Aim of the task — Look through the material below for "impl". Copy every line that contains it.
+++++
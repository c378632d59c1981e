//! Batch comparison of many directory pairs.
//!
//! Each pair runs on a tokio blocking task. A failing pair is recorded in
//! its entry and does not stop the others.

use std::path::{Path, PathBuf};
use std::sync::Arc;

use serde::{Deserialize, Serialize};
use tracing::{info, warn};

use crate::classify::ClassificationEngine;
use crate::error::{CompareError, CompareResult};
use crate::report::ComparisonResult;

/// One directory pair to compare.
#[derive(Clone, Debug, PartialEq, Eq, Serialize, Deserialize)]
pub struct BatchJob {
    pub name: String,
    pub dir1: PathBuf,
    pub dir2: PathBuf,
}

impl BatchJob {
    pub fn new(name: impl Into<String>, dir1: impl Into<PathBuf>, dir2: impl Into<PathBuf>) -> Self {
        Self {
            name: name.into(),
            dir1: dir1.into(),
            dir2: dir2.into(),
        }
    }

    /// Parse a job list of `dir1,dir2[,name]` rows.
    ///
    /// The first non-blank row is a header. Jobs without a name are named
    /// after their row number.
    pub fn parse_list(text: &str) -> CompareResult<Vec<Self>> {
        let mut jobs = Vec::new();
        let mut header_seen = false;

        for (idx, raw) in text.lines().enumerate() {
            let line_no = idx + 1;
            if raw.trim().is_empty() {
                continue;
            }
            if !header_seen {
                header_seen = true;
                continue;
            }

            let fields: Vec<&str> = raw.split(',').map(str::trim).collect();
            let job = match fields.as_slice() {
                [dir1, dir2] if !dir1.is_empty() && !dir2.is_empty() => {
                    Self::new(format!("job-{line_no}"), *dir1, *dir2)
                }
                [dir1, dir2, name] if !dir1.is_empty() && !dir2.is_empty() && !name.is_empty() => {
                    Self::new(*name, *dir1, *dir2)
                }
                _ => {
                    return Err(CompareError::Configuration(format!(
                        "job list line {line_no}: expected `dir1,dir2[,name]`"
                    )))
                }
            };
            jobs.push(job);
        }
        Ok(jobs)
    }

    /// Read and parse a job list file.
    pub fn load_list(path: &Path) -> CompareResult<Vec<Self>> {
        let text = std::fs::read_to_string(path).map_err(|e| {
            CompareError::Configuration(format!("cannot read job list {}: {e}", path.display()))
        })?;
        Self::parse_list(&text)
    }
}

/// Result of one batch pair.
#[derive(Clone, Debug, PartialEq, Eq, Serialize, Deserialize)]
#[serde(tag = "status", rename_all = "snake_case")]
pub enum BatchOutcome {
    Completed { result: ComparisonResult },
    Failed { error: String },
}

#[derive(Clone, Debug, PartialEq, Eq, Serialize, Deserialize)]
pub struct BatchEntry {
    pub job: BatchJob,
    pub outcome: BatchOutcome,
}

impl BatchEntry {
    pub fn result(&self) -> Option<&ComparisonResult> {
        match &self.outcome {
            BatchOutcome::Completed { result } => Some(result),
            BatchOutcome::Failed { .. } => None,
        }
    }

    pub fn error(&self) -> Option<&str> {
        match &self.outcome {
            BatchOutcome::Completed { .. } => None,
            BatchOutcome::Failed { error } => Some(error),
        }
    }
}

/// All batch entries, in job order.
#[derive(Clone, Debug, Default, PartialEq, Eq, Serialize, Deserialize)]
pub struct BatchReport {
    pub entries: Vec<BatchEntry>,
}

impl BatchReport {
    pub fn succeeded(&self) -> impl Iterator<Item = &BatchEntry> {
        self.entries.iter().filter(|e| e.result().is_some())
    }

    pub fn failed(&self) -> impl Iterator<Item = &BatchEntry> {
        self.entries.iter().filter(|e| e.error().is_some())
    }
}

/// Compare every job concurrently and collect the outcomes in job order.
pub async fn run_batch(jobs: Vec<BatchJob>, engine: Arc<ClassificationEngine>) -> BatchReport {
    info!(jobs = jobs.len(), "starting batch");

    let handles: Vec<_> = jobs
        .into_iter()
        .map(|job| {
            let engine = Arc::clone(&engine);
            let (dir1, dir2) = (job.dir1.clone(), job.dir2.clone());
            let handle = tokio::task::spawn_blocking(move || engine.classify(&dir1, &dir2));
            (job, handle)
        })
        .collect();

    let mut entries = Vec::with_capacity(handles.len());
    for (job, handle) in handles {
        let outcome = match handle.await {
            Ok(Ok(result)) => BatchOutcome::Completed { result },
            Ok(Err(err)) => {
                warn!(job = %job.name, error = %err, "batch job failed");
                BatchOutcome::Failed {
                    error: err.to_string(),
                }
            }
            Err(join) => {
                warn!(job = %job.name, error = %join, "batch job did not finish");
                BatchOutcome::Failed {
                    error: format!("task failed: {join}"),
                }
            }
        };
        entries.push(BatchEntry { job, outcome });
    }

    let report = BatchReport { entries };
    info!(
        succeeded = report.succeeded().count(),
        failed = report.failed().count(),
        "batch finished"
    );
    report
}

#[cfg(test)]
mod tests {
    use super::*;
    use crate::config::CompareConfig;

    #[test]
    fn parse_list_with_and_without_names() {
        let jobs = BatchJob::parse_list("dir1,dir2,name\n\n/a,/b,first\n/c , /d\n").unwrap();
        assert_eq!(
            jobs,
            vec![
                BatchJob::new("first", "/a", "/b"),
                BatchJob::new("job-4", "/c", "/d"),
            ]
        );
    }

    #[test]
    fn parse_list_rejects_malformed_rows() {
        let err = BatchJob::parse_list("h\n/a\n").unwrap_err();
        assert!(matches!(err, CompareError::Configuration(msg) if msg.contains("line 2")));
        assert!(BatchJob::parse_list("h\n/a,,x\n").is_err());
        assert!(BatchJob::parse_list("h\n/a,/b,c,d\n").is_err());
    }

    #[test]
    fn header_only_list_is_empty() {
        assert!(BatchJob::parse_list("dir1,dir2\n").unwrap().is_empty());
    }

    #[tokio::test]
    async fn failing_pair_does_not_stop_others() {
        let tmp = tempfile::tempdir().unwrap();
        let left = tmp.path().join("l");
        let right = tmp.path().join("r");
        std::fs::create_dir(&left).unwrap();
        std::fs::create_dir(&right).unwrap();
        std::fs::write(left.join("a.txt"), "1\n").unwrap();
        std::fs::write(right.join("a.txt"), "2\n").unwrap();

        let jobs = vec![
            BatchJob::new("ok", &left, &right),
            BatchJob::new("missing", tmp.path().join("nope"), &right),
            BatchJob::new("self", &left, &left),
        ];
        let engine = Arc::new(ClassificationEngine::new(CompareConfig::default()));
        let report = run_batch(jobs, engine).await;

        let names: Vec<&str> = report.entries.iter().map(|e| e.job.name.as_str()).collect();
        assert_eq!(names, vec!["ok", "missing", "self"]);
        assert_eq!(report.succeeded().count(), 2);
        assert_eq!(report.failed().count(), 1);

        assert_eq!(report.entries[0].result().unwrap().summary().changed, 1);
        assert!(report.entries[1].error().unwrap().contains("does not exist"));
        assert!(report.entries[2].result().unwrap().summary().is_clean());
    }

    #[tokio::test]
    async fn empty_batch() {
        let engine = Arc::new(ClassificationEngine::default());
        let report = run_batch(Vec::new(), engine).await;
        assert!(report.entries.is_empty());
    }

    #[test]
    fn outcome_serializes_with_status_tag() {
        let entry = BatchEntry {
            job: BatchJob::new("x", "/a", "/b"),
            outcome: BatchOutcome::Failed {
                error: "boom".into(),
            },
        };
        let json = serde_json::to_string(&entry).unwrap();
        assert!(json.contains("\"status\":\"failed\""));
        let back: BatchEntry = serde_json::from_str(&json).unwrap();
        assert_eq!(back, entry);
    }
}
+++++
Completed exercise —
impl BatchJob {
    pub fn new(name: impl Into<String>, dir1: impl Into<PathBuf>, dir2: impl Into<PathBuf>) -> Self {
impl BatchEntry {
impl BatchReport {
    pub fn succeeded(&self) -> impl Iterator<Item = &BatchEntry> {
    pub fn failed(&self) -> impl Iterator<Item = &BatchEntry> {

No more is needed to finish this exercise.